Following the kabaka’s return and the signing of the 1955 agreement, steps were taken to have the legislative changes Cohen had earlier wanted, under which he wanted Uganda to develop as a unitary state on its journey to independence.
Even these reforms had religious undertones. Matiya Mugwanya, a Catholic, stood for the post of the katikkiro, but the Anglican stalwarts in the kingdom administration did all that was possible to deny him the seat.
Ward, in his writing suggests that: “The kabaka’s campaign against Mugwanya may have sprung from the personal animosities which had first surfaced in the weeks immediately after his deportation, but he also wanted to avoid changing the religious configuration of Kiganda politics in any substantial way.”
Writing in the book Benedicto Kiwanuka: The man and His Politics, Albert Bade quotes Muteesa’s speech to the Lukiiko in November 1957, saying: “From what I see, these days I am certain that there is too much contention and rivalry. Therefore, it is clear that the time has not yet come to break away from the existing convention in the appointment of the more senior posts in the administration.”
This was not the last that religion played a role in the political affairs of the country, but even in the 1961 election that was boycotted by Buganda.
The Baganda’s decision influenced the outcome of the election, but the British too were not ready to hand over power to another faith other than a Protestant.
Mill Hill missionary educationist Fr Damien Grimes in his book Uganda: My Mission talks of how the 1962 election which brought Obote into power, annulling Benedicto Kiwanuka’s earlier victory of 1961, as a ploy to keep power among the Protestants.
He says Kabaka Yekka-UPC won in Buganda and in the rest of Uganda because the British fixed the polls to ensure that Obote and his UPC won majority in the new Uganda Parliament.
“British officials privately told missionaries, such as myself, that they had been ordered by London to do that. The British governor, Sir Fredrick Crawford, resigned because he was unwilling to be party to this dishonesty and a new governor, Sir Walter Coutts, was appointed. Obote became prime minister. It was the British who put Obote in power by corrupt means,” Fr Grimes says.

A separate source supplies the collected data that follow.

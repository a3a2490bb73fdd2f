//! Representation-independent hashing.
//!
//! A structured value is hashed field by field so that two encodings of the
//! same request (CBOR, JSON, field order) always produce the same 32 bytes:
//!
//! ```text
//! hash(map) = SHA256( sort( SHA256(name) || hash(value) for each field ) joined )
//! ```
//!
//! Blobs and text hash their raw bytes, naturals hash their unsigned LEB128
//! encoding and arrays hash the concatenation of their element hashes.

use sha2::{Digest, Sha256};
use std::fmt;

/// Domain separator prepended to a request id before it is signed.
pub const IC_REQUEST_DOMAIN_SEPARATOR: &[u8] = b"\x0Aic-request";

/// Domain separator prepended to a delegation hash before it is signed.
pub const IC_REQUEST_AUTH_DELEGATION_DOMAIN_SEPARATOR: &[u8] = b"\x1Aic-request-auth-delegation";

/// Deterministic 32-byte identifier of a request.
#[derive(Clone, Copy, PartialEq, Eq, Hash, PartialOrd, Ord)]
pub struct RequestId([u8; 32]);

impl RequestId {
    pub fn new(bytes: [u8; 32]) -> Self {
        Self(bytes)
    }

    pub fn as_bytes(&self) -> &[u8; 32] {
        &self.0
    }

    /// The bytes a sender actually signs: `"\x0Aic-request" || id`.
    pub fn signable(&self) -> Vec<u8> {
        let mut message = Vec::with_capacity(IC_REQUEST_DOMAIN_SEPARATOR.len() + 32);
        message.extend_from_slice(IC_REQUEST_DOMAIN_SEPARATOR);
        message.extend_from_slice(&self.0);
        message
    }
}

impl fmt::Debug for RequestId {
    fn fmt(&self, f: &mut fmt::Formatter<'_>) -> fmt::Result {
        write!(f, "RequestId({})", hex::encode(self.0))
    }
}

impl fmt::Display for RequestId {
    fn fmt(&self, f: &mut fmt::Formatter<'_>) -> fmt::Result {
        f.write_str(&hex::encode(self.0))
    }
}

/// A value that can take part in a representation-independent hash.
#[derive(Debug, Clone, PartialEq, Eq)]
pub enum HashValue {
    Bytes(Vec<u8>),
    Text(String),
    Nat(u64),
    Array(Vec<HashValue>),
    Map(Vec<(String, HashValue)>),
}

impl HashValue {
    pub fn hash(&self) -> [u8; 32] {
        match self {
            HashValue::Bytes(bytes) => Sha256::digest(bytes).into(),
            HashValue::Text(text) => Sha256::digest(text.as_bytes()).into(),
            HashValue::Nat(n) => Sha256::digest(leb128_encode(*n)).into(),
            HashValue::Array(items) => {
                let mut hasher = Sha256::new();
                for item in items {
                    hasher.update(item.hash());
                }
                hasher.finalize().into()
            }
            HashValue::Map(fields) => hash_of_map(fields.iter().map(|(k, v)| (k.as_str(), v))),
        }
    }
}

/// Hash a field map. Insertion order never affects the result.
pub fn hash_of_map<'a, I>(fields: I) -> [u8; 32]
where
    I: IntoIterator<Item = (&'a str, &'a HashValue)>,
{
    let mut pairs: Vec<[u8; 64]> = fields
        .into_iter()
        .map(|(name, value)| {
            let mut pair = [0u8; 64];
            pair[..32].copy_from_slice(&Sha256::digest(name.as_bytes()));
            pair[32..].copy_from_slice(&value.hash());
            pair
        })
        .collect();
    pairs.sort_unstable();

    let mut hasher = Sha256::new();
    for pair in &pairs {
        hasher.update(pair);
    }
    hasher.finalize().into()
}

/// Unsigned LEB128 encoding.
pub fn leb128_encode(mut n: u64) -> Vec<u8> {
    let mut out = Vec::with_capacity(10);
    loop {
        let byte = (n & 0x7f) as u8;
        n >>= 7;
        if n == 0 {
            out.push(byte);
            return out;
        }
        out.push(byte | 0x80);
    }
}

/// Decode an unsigned LEB128 value that must span the whole input.
pub fn leb128_decode(bytes: &[u8]) -> Option<u64> {
    let mut result: u64 = 0;
    for (i, byte) in bytes.iter().enumerate() {
        let shift = 7 * i as u32;
        if shift >= 64 {
            return None;
        }
        let chunk = u64::from(byte & 0x7f);
        if shift > 0 && chunk >> (64 - shift) != 0 {
            return None;
        }
        result |= chunk << shift;
        if byte & 0x80 == 0 {
            return (i + 1 == bytes.len()).then_some(result);
        }
    }
    None
}
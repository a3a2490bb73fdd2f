//! Delegation chains.
//!
//! A delegation chain lets a short-lived session key act on behalf of a
//! long-lived identity whose private key never leaves the external wallet or
//! the remote authority.
//!
//! ```text
//! long-lived key ──signs──▶ Delegation { pubkey: session key, expiration, targets }
//!                                      │
//!                                      ▼
//!                         session key signs requests
//! ```

pub mod builder;
pub mod error;
pub mod types;
pub mod verifier;

pub use builder::DelegationChainBuilder;
pub use error::DelegationError;
pub use types::{Delegation, DelegationChain, SignedDelegation};
pub use verifier::{DelegationVerifier, EcdsaP256Verifier, KeyType, SignatureVerifier};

Relationship between the church, state

The warm relationship the church enjoyed with the state turned on its head following the 1953 deportation of Kabaka Edward Muteesa by governor Andrew Cohen.

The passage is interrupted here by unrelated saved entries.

//! The current session: in-memory identity plus its persisted form.
//!
//! All mutation goes through [`SessionStore::apply`] and the persistence
//! operations, which serialize on a single writer lock so a login commit and
//! a logout can never interleave their two-entry writes.

use crate::delegation::DelegationChain;
use crate::session::identity::Identity;
use crate::session::storage::{KeyValueStorage, StorageError};
use crate::session_key::SessionKeyPair;
use crate::time::Clock;
use log::{debug, error, info, warn};
use std::sync::Arc;
use tokio::sync::{Mutex, RwLock};

const IDENTITY_ENTRY: &str = "identity";
const DELEGATION_ENTRY: &str = "delegation";

/// State transitions of the session.
#[derive(Debug, Clone)]
pub enum SessionAction {
    Restored(Identity),
    LoggedIn(Identity),
    LoggedOut,
}

fn reduce(_current: &Identity, action: SessionAction) -> Identity {
    match action {
        SessionAction::Restored(identity) | SessionAction::LoggedIn(identity) => identity,
        SessionAction::LoggedOut => Identity::Anonymous,
    }
}

pub struct SessionStore {
    storage: Arc<dyn KeyValueStorage>,
    clock: Arc<dyn Clock>,
    prefix: String,
    state: RwLock<Identity>,
    writer: Mutex<()>,
}

impl SessionStore {
    pub fn new(storage: Arc<dyn KeyValueStorage>, clock: Arc<dyn Clock>, prefix: impl Into<String>) -> Self {
        Self {
            storage,
            clock,
            prefix: prefix.into(),
            state: RwLock::new(Identity::Anonymous),
            writer: Mutex::new(()),
        }
    }

    pub fn identity_key(&self) -> String {
        format!("{}{}", self.prefix, IDENTITY_ENTRY)
    }

    pub fn delegation_key(&self) -> String {
        format!("{}{}", self.prefix, DELEGATION_ENTRY)
    }

    /// Apply `action` to the in-memory state and return the new identity.
    pub async fn apply(&self, action: SessionAction) -> Identity {
        let mut state = self.state.write().await;
        *state = reduce(&state, action);
        state.clone()
    }

    pub async fn identity(&self) -> Identity {
        self.state.read().await.clone()
    }

    /// True only for a delegated identity whose chain has not expired.
    pub async fn is_authenticated(&self) -> bool {
        let state = self.state.read().await;
        match state.delegation_chain() {
            Some(chain) => !chain.is_expired(self.clock.now_ns()),
            None => false,
        }
    }

    /// Load a persisted session, if a complete and valid one exists.
    ///
    /// Partial, expired or mismatched entries are cleared. A storage read
    /// failure leaves the store logged out without touching the entries.
    pub async fn restore(&self) -> Identity {
        let _writer = self.writer.lock().await;

        let entries = match self.read_entries().await {
            Ok(entries) => entries,
            Err(e) => {
                warn!("Could not read persisted session, continuing logged out: {}", e);
                return self.apply(SessionAction::LoggedOut).await;
            }
        };

        let identity = match entries {
            (None, None) => {
                debug!("No persisted session");
                return self.apply(SessionAction::LoggedOut).await;
            }
            (Some(key), Some(chain)) => self.decode_session(&key, &chain),
            _ => Err("only one of the session entries is present".to_string()),
        };

        match identity {
            Ok(identity) => {
                info!("Restored session for {}", identity.sender());
                self.apply(SessionAction::Restored(identity)).await
            }
            Err(reason) => {
                warn!("Discarding persisted session: {}", reason);
                if let Err(e) = self.delete_entries().await {
                    error!("Failed to clear persisted session: {}", e);
                }
                self.apply(SessionAction::LoggedOut).await
            }
        }
    }

    /// Persist a new session and make it current.
    ///
    /// Either both entries are written and the state changes, or the previous
    /// entries are put back and the state is left as it was.
    pub async fn commit(
        &self,
        session_key: Arc<SessionKeyPair>,
        chain: DelegationChain,
    ) -> Result<Identity, StorageError> {
        let _writer = self.writer.lock().await;

        let chain_json = chain.to_json().map_err(|e| StorageError::Corrupt {
            key: self.delegation_key(),
            reason: e.to_string(),
        })?;
        let previous = self.read_entries().await?;

        if let Err(e) = self.write_entries(session_key.secret_bytes(), chain_json.as_bytes()).await {
            warn!("Session commit failed, rolling back: {}", e);
            if let Err(rollback) = self.put_back(previous).await {
                error!("Rollback of persisted session failed: {}", rollback);
            }
            return Err(e);
        }

        let identity = Identity::delegated(session_key, chain);
        info!("Committed session for {}", identity.sender());
        Ok(self.apply(SessionAction::LoggedIn(identity)).await)
    }

    /// Log out: drop the in-memory session and delete both entries.
    pub async fn clear(&self) -> Result<(), StorageError> {
        let _writer = self.writer.lock().await;
        self.apply(SessionAction::LoggedOut).await;
        self.delete_entries().await?;
        info!("Session cleared");
        Ok(())
    }

    fn decode_session(&self, key: &[u8], chain: &[u8]) -> Result<Identity, String> {
        let session_key =
            SessionKeyPair::from_secret_bytes(key).map_err(|e| format!("session key: {}", e))?;
        let chain = std::str::from_utf8(chain)
            .map_err(|e| e.to_string())
            .and_then(|json| DelegationChain::from_json(json).map_err(|e| e.to_string()))
            .map_err(|e| format!("delegation chain: {}", e))?;
        chain
            .validate(self.clock.now_ns(), session_key.public_key_der())
            .map_err(|e| e.to_string())?;
        Ok(Identity::delegated(Arc::new(session_key), chain))
    }

    async fn read_entries(&self) -> Result<(Option<Vec<u8>>, Option<Vec<u8>>), StorageError> {
        let key = self.storage.get(&self.identity_key()).await?;
        let chain = self.storage.get(&self.delegation_key()).await?;
        Ok((key, chain))
    }

    async fn write_entries(&self, key: &[u8], chain: &[u8]) -> Result<(), StorageError> {
        self.storage.set(&self.identity_key(), key).await?;
        self.storage.set(&self.delegation_key(), chain).await
    }

    async fn delete_entries(&self) -> Result<(), StorageError> {
        self.storage.delete(&self.identity_key()).await?;
        self.storage.delete(&self.delegation_key()).await
    }

    async fn put_back(&self, previous: (Option<Vec<u8>>, Option<Vec<u8>>)) -> Result<(), StorageError> {
        for (entry, value) in [(self.identity_key(), previous.0), (self.delegation_key(), previous.1)] {
            match value {
                Some(bytes) => self.storage.set(&entry, &bytes).await?,
                None => self.storage.delete(&entry).await?,
            }
        }
        Ok(())
    }
}

impl std::fmt::Debug for SessionStore {
    fn fmt(&self, f: &mut std::fmt::Formatter<'_>) -> std::fmt::Result {
        f.debug_struct("SessionStore")
            .field("prefix", &self.prefix)
            .finish_non_exhaustive()
    }
}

It was important for the Anglican Church that the kabaka was a Protestant. But it was very difficult for the kabaka to combine his traditional role as ‘father’ and ‘husband’ of all Baganda with being a role-model for Christian marriage. To the Anglican Church, the deportation of Muteesa was a crisis on two levels, one of which was the church and state relation. The other was about the position of the Anglican Church within Buganda.
To many Baganda Anglicans and others, it was believed that the political involvement of the Anglican bishop in affairs of state was taken for granted.